TASK PROMPT: Your answer must consist of exactly the lines below, starting with the line with "Ok(Json(state.pages.toggle_published(id)?))" and going on through the line with "navigation and default", and nothing else.
--- SOURCE INFORMATION ---
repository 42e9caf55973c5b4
//! CLI error types.

use vitrine_config::ConfigError;

/// CLI error type.
#[derive(Debug, thiserror::Error)]
pub(crate) enum CliError {
    #[error("{0}")]
    Config(#[from] ConfigError),

    #[error("{0}")]
    Server(String),
}
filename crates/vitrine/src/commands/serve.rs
//! `vitrine serve` command implementation.

use std::path::PathBuf;

use clap::Args;
use vitrine_config::{CliSettings, Config};
use vitrine_server::{run_server, server_config_from_config};

use crate::error::CliError;
use crate::output::Output;

/// Arguments for the serve command.
#[derive(Args)]
pub(crate) struct ServeArgs {
    /// Path to configuration file (default: auto-discover vitrine.toml).
    #[arg(short, long)]
    config: Option<PathBuf>,

    /// Host to bind to (overrides config).
    #[arg(long)]
    host: Option<String>,

    /// Port to bind to (overrides config).
    #[arg(short, long)]
    port: Option<u16>,

    /// Enable verbose output (show request and catalog logs).
    #[arg(short, long)]
    pub verbose: bool,
}

impl ServeArgs {
    /// Execute the serve command.
    ///
    /// # Errors
    ///
    /// Returns an error if configuration fails or the server fails to start.
    pub(crate) async fn execute(self) -> Result<(), CliError> {
        let output = Output::new();

        // Build CLI settings from args
        let cli_settings = CliSettings {
            host: self.host,
            port: self.port,
        };

        // Load config
        let config = Config::load(self.config.as_deref(), Some(&cli_settings))?;

        // Print startup info
        output.info(&format!(
            "Starting server on {}:{}",
            config.server.host, config.server.port
        ));

        if let Some(bootstrap) = &config.bootstrap {
            output.info(&format!(
                "Seed site: {} ({})",
                bootstrap.name, bootstrap.domain
            ));
        }

        // Build server config and run
        let server_config = server_config_from_config(&config);
        run_server(server_config)
            .await
            .map_err(|e| CliError::Server(e.to_string()))?;

        Ok(())
    }
}
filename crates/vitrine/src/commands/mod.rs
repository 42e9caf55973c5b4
//! CLI command implementations.

pub(crate) mod serve;

pub(crate) use serve::ServeArgs;
//! Request handlers, grouped by entity.

pub(crate) mod pages;
pub(crate) mod sites;
pub(crate) mod themes;
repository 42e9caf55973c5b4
//! Outbound notifications.
//!
//! Site creation triggers a welcome notification to the owner. Delivery
//! is fire-and-forget: a failed or slow notifier must never fail or
//! delay the request that triggered it, so handlers spawn deliveries on
//! a background task and only log failures.

use uuid::Uuid;

/// A message addressed to a site owner.
#[derive(Debug, Clone, PartialEq, Eq)]
pub struct Notification {
    /// Recipient owner id.
    pub owner: Uuid,
    /// Short subject line.
    pub subject: String,
    /// Message body.
    pub body: String,
}

impl Notification {
    /// Welcome message sent after a site is bootstrapped.
    #[must_use]
    pub fn welcome(owner: Uuid, site_name: &str, domain: &str) -> Self {
        Self {
            owner,
            subject: format!("Your site {site_name} is ready"),
            body: format!(
                "Your new site {site_name} has been created at {domain} with a \
                 starter theme and pages. Happy building!"
            ),
        }
    }
}

/// Delivery failure.
#[derive(Debug, thiserror::Error)]
#[error("notification delivery failed: {0}")]
pub struct NotifyError(pub String);

/// Delivers notifications to site owners.
pub trait Notifier: Send + Sync {
    /// Deliver a single notification.
    ///
    /// # Errors
    ///
    /// Returns [`NotifyError`] when delivery fails. Callers treat this
    /// as best-effort and only log the failure.
    fn deliver(&self, notification: &Notification) -> Result<(), NotifyError>;
}

/// Notifier that writes deliveries to the log.
///
/// The bundled backend for development; deployments install a real
/// channel (email, webhook) behind the same trait.
#[derive(Debug, Default, Clone, Copy)]
pub struct LogNotifier;

impl Notifier for LogNotifier {
    fn deliver(&self, notification: &Notification) -> Result<(), NotifyError> {
        tracing::info!(
            owner = %notification.owner,
            subject = %notification.subject,
            "notification delivered"
        );
        Ok(())
    }
}

#[cfg(test)]
mod tests {
    use pretty_assertions::assert_eq;

    use super::*;

    #[test]
    fn welcome_addresses_the_owner() {
        let owner = Uuid::new_v4();
        let note = Notification::welcome(owner, "Atelier", "atelier.example.com");

        assert_eq!(note.owner, owner);
        assert!(note.subject.contains("Atelier"));
        assert!(note.body.contains("atelier.example.com"));
    }

    #[test]
    fn welcome_builds_from_site_fields() {
        // The site entity carries its domain as an Option; the welcome
        // constructor takes the resolved string.
        let mut site = vitrine_model::Site::new(Uuid::new_v4(), "Atelier");
        site.domain = Some("atelier.example.com".to_owned());

        let note = Notification::welcome(
            site.owner,
            &site.name,
            site.domain.as_deref().unwrap_or(""),
        );
        assert!(note.body.contains("atelier.example.com"));

        site.domain = None;
        let note = Notification::welcome(
            site.owner,
            &site.name,
            site.domain.as_deref().unwrap_or(""),
        );
        assert_eq!(note.owner, site.owner);
    }

    #[test]
    fn log_notifier_always_succeeds() {
        let note = Notification::welcome(Uuid::new_v4(), "Atelier", "atelier.example.com");
        assert!(LogNotifier.deliver(&note).is_ok());
    }
}
//! Page endpoints.

use std::sync::Arc;

use axum::Json;
use axum::extract::{Path, State};
use axum::http::StatusCode;
use serde::Deserialize;
use uuid::Uuid;
use vitrine_catalog::{NewPage, PageList, PagePatch};
use vitrine_model::Page;

use crate::auth::Principal;
use crate::error::ServerError;
use crate::state::AppState;

/// Body for `POST /api/pages/{id}/clone`.
#[derive(Debug, Deserialize)]
pub(crate) struct ClonePageRequest {
    name: String,
    path: String,
}

/// `POST /api/pages` — add a page to a site.
pub(crate) async fn create(
    State(state): State<Arc<AppState>>,
    _principal: Principal,
    Json(new): Json<NewPage>,
) -> Result<(StatusCode, Json<Page>), ServerError> {
    let page = state.pages.create(new)?;
    Ok((StatusCode::CREATED, Json(page)))
}

/// `GET /api/sites/{id}/pages` — pages of a site, newest first.
pub(crate) async fn list_by_site(
    State(state): State<Arc<AppState>>,
    Path(site): Path<Uuid>,
) -> Result<Json<PageList>, ServerError> {
    Ok(Json(state.pages.list_by_site(site)?))
}

/// `PATCH /api/pages/{id}` — partial update.
pub(crate) async fn update(
    State(state): State<Arc<AppState>>,
    _principal: Principal,
    Path(id): Path<Uuid>,
    Json(patch): Json<PagePatch>,
) -> Result<Json<Page>, ServerError> {
    Ok(Json(state.pages.update(id, patch)?))
}

/// `DELETE /api/pages/{id}` — remove a non-default page.
pub(crate) async fn delete(
    State(state): State<Arc<AppState>>,
    _principal: Principal,
    Path(id): Path<Uuid>,
) -> Result<StatusCode, ServerError> {
    state.pages.delete(id)?;
    Ok(StatusCode::NO_CONTENT)
}

/// `POST /api/pages/{id}/clone` — duplicate a page under a new path.
pub(crate) async fn clone(
    State(state): State<Arc<AppState>>,
    _principal: Principal,
    Path(id): Path<Uuid>,
    Json(body): Json<ClonePageRequest>,
) -> Result<(StatusCode, Json<Page>), ServerError> {
    let page = state.pages.clone_page(id, body.name, body.path)?;
    Ok((StatusCode::CREATED, Json(page)))
}

/// `POST /api/pages/{id}/publish` — toggle the published flag.
pub(crate) async fn publish(
    State(state): State<Arc<AppState>>,
    _principal: Principal,
    Path(id): Path<Uuid>,
) -> Result<Json<Page>, ServerError> {
    Ok(Json(state.pages.toggle_published(id)?))
}
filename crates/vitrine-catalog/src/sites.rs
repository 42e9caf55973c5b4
//! Site registry.
//!
//! Owns the Site entity: creation with the starter navigation and default
//! settings, domain uniqueness, menu/status updates and read-time joins.
//! The registry has write access to the site store only; it reads the
//! theme and page stores to assemble [`SiteView`]s and to check that a
//! patched theme reference actually belongs to the site.

use std::sync::Arc;
use std::sync::LazyLock;

use regex::Regex;
use serde::{Deserialize, Serialize};
use uuid::Uuid;

use vitrine_model::{MenuItem, Page, Site, SiteSettings, SiteStatus, Theme};
use vitrine_store::{PageStore, SiteStore, ThemeStore};

use crate::error::CatalogError;

/// Accepted domain shape: dot-separated lowercase labels.
static DOMAIN_RE: LazyLock<Regex> = LazyLock::new(|| {
    Regex::new(r"^[a-z0-9]([a-z0-9-]*[a-z0-9])?(\.[a-z0-9]([a-z0-9-]*[a-z0-9])?)+$")
        .expect("domain regex is valid")
});

/// Input for [`SiteRegistry::create`].
#[derive(Debug, Clone)]
pub struct NewSite {
    /// Owning user, supplied by the authenticated principal.
    pub owner: Uuid,
    /// Display name.
    pub name: String,
    /// Custom domain, unique across all sites.
    pub domain: String,
    /// Short description.
    pub description: Option<String>,
    /// Logo image URL.
    pub logo_url: Option<String>,
}

impl NewSite {
    /// Create a minimal input.
    #[must_use]
    pub fn new(owner: Uuid, name: impl Into<String>, domain: impl Into<String>) -> Self {
        Self {
            owner,
            name: name.into(),
            domain: domain.into(),
            description: None,
            logo_url: None,
        }
    }
}

/// Partial update for [`SiteRegistry::update`].
///
/// Identity fields (`id`, `owner`, timestamps) are deliberately absent,
/// so a patch can never reassign a site.
#[derive(Debug, Clone, Default, Deserialize)]
#[serde(rename_all = "camelCase", default)]
pub struct SitePatch {
    /// New display name.
    pub name: Option<String>,
    /// New domain; re-checked for uniqueness.
    pub domain: Option<String>,
    /// New description.
    pub description: Option<String>,
    /// New theme reference; must belong to this site.
    pub theme: Option<Uuid>,
    /// Replacement settings.
    pub settings: Option<SiteSettings>,
}

/// A site with its theme and pages attached (read-time join).
///
/// Page membership is derived from each page's `site` back-reference at
/// query time; the site document holds no page list of its own.
#[derive(Debug, Clone, Serialize)]
#[serde(rename_all = "camelCase")]
pub struct SiteView {
    /// The site document.
    #[serde(flatten)]
    pub site: Site,
    /// The referenced theme, when set and resolvable.
    pub theme_detail: Option<Theme>,
    /// Pages of this site, newest first.
    pub pages: Vec<Page>,
}

/// Registry owning the Site entity.
pub struct SiteRegistry {
    sites: Arc<dyn SiteStore>,
    themes: Arc<dyn ThemeStore>,
    pages: Arc<dyn PageStore>,
}

impl SiteRegistry {
    /// Create a registry over the given stores.
    ///
    /// The theme and page handles are used for reads only.
    #[must_use]
    pub fn new(
        sites: Arc<dyn SiteStore>,
        themes: Arc<dyn ThemeStore>,
        pages: Arc<dyn PageStore>,
    ) -> Self {
        Self {
            sites,
            themes,
            pages,
        }
    }

    /// Create a draft site with the starter navigation skeleton and
    /// default settings.
    ///
    /// # Errors
    ///
    /// Returns `Validation` if `name` is empty or `domain` is empty or
    /// malformed, and `DuplicateDomain` if another site already uses the
    /// domain.
    pub fn create(&self, new: NewSite) -> Result<Site, CatalogError> {
        if new.name.trim().is_empty() {
            return Err(CatalogError::validation("name must not be empty"));
        }
        validate_domain(&new.domain)?;
        if self.sites.find_by_domain(&new.domain)?.is_some() {
            return Err(CatalogError::DuplicateDomain(new.domain));
        }

        let mut site = Site::new(new.owner, new.name);
        site.domain = Some(new.domain);
        site.description = new.description;
        site.settings.logo_url = new.logo_url;

        self.sites.insert(&site)?;
        tracing::info!(site = %site.id, owner = %site.owner, "Site created");
        Ok(site)
    }

    /// Look up a site by id, without joins.
    ///
    /// # Errors
    ///
    /// Returns `NotFound` if the site does not exist.
    pub fn get(&self, id: Uuid) -> Result<Site, CatalogError> {
        self.sites
            .get(id)?
            .ok_or_else(|| CatalogError::not_found("site", id))
    }

    /// Look up a site by id with theme and pages attached.
    ///
    /// # Errors
    ///
    /// Returns `NotFound` if the site does not exist.
    pub fn get_by_id(&self, id: Uuid) -> Result<SiteView, CatalogError> {
        let site = self.get(id)?;
        self.attach(site)
    }

    /// Look up a site by domain with theme and pages attached.
    ///
    /// # Errors
    ///
    /// Returns `NotFound` if no site uses the domain.
    pub fn get_by_domain(&self, domain: &str) -> Result<SiteView, CatalogError> {
        let site = self
            .sites
            .find_by_domain(domain)?
            .ok_or_else(|| CatalogError::not_found("site", domain))?;
        self.attach(site)
    }

    /// All sites belonging to an owner, without joins.
    ///
    /// # Errors
    ///
    /// Returns `Store` if the listing query fails.
    pub fn list_by_owner(&self, owner: Uuid) -> Result<Vec<Site>, CatalogError> {
        Ok(self.sites.list_by_owner(owner)?)
    }

    /// Apply a partial update.
    ///
    /// # Errors
    ///
    /// Returns `NotFound` if the site does not exist, `Validation` if a
    /// patched `name`/`domain` is malformed or a patched `theme` belongs
    /// to a different site, and `DuplicateDomain` if the new domain
    /// collides with another site.
    pub fn update(&self, id: Uuid, patch: SitePatch) -> Result<Site, CatalogError> {
        let mut site = self.get(id)?;

        if let Some(domain) = &patch.domain {
            validate_domain(domain)?;
            if site.domain.as_deref() != Some(domain)
                && let Some(other) = self.sites.find_by_domain(domain)?
                && other.id != id
            {
                return Err(CatalogError::DuplicateDomain(domain.clone()));
            }
        }
        if let Some(theme) = patch.theme {
            let theme = self
                .themes
                .get(theme)?
                .ok_or_else(|| CatalogError::not_found("theme", theme))?;
            if theme.site != id {
                return Err(CatalogError::validation(
                    "theme belongs to a different site",
                ));
            }
        }

        if let Some(name) = patch.name {
            if name.trim().is_empty() {
                return Err(CatalogError::validation("name must not be empty"));
            }
            site.name = name;
        }
        if let Some(domain) = patch.domain {
            site.domain = Some(domain);
        }
        if let Some(description) = patch.description {
            site.description = Some(description);
        }
        if let Some(theme) = patch.theme {
            site.theme = Some(theme);
        }
        if let Some(settings) = patch.settings {
            site.settings = settings;
        }

        site.touch();
        self.sites.update(&site)?;
        Ok(site)
    }

    /// Replace the header menu.
    ///
    /// # Errors
    ///
    /// Returns `NotFound` if the site does not exist and `Validation` if
    /// any item (or nested child) has an empty label or url.
    pub fn update_menu(&self, id: Uuid, menu: Vec<MenuItem>) -> Result<Site, CatalogError> {
        for item in &menu {
            validate_menu_entry(&item.label, &item.url)?;
            for child in &item.children {
                validate_menu_entry(&child.label, &child.url)?;
            }
        }

        let mut site = self.get(id)?;
        site.navigation.menu = menu;
        site.touch();
        self.sites.update(&site)?;
        Ok(site)
    }

    /// Change the lifecycle status.
    ///
    /// # Errors
    ///
    /// Returns `NotFound` if the site does not exist and `Validation` if
    /// `status` is not one of `draft`, `published`, `archived`.
    pub fn update_status(&self, id: Uuid, status: &str) -> Result<Site, CatalogError> {
        let status = SiteStatus::parse(status).ok_or_else(|| {
            CatalogError::validation(format!(
                "status must be one of draft, published, archived (got '{status}')"
            ))
        })?;

        let mut site = self.get(id)?;
        site.status = status;
        site.touch();
        self.sites.update(&site)?;
        tracing::info!(site = %id, status = ?status, "Site status changed");
        Ok(site)
    }

    /// Remove the site document only.
    ///
    /// No cascade: dependent themes and pages are left untouched. Only
    /// the orchestrator calls this, after removing dependents.
    pub(crate) fn remove(&self, id: Uuid) -> Result<bool, CatalogError> {
        Ok(self.sites.delete(id)?)
    }

    fn attach(&self, site: Site) -> Result<SiteView, CatalogError> {
        let theme_detail = match site.theme {
            Some(theme_id) => {
                let theme = self.themes.get(theme_id)?;
                if theme.is_none() {
                    tracing::warn!(site = %site.id, theme = %theme_id, "Dangling theme reference");
                }
                theme
            }
            None => None,
        };
        let pages = self.pages.list_by_site(site.id)?;
        Ok(SiteView {
            site,
            theme_detail,
            pages,
        })
    }
}

fn validate_domain(domain: &str) -> Result<(), CatalogError> {
    if domain.trim().is_empty() {
        return Err(CatalogError::validation("domain must not be empty"));
    }
    if !DOMAIN_RE.is_match(domain) {
        return Err(CatalogError::validation(format!(
            "domain '{domain}' is not a valid hostname"
        )));
    }
    Ok(())
}

fn validate_menu_entry(label: &str, url: &str) -> Result<(), CatalogError> {
    if label.trim().is_empty() || url.trim().is_empty() {
        return Err(CatalogError::validation(
            "menu items need a non-empty label and url",
        ));
    }
    Ok(())
}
---
WRITTEN ANSWER:
    Ok(Json(state.pages.toggle_published(id)?))
}
filename crates/vitrine-catalog/src/sites.rs
repository 42e9caf55973c5b4
//! Site registry.
//!
//! Owns the Site entity: creation with the starter navigation and default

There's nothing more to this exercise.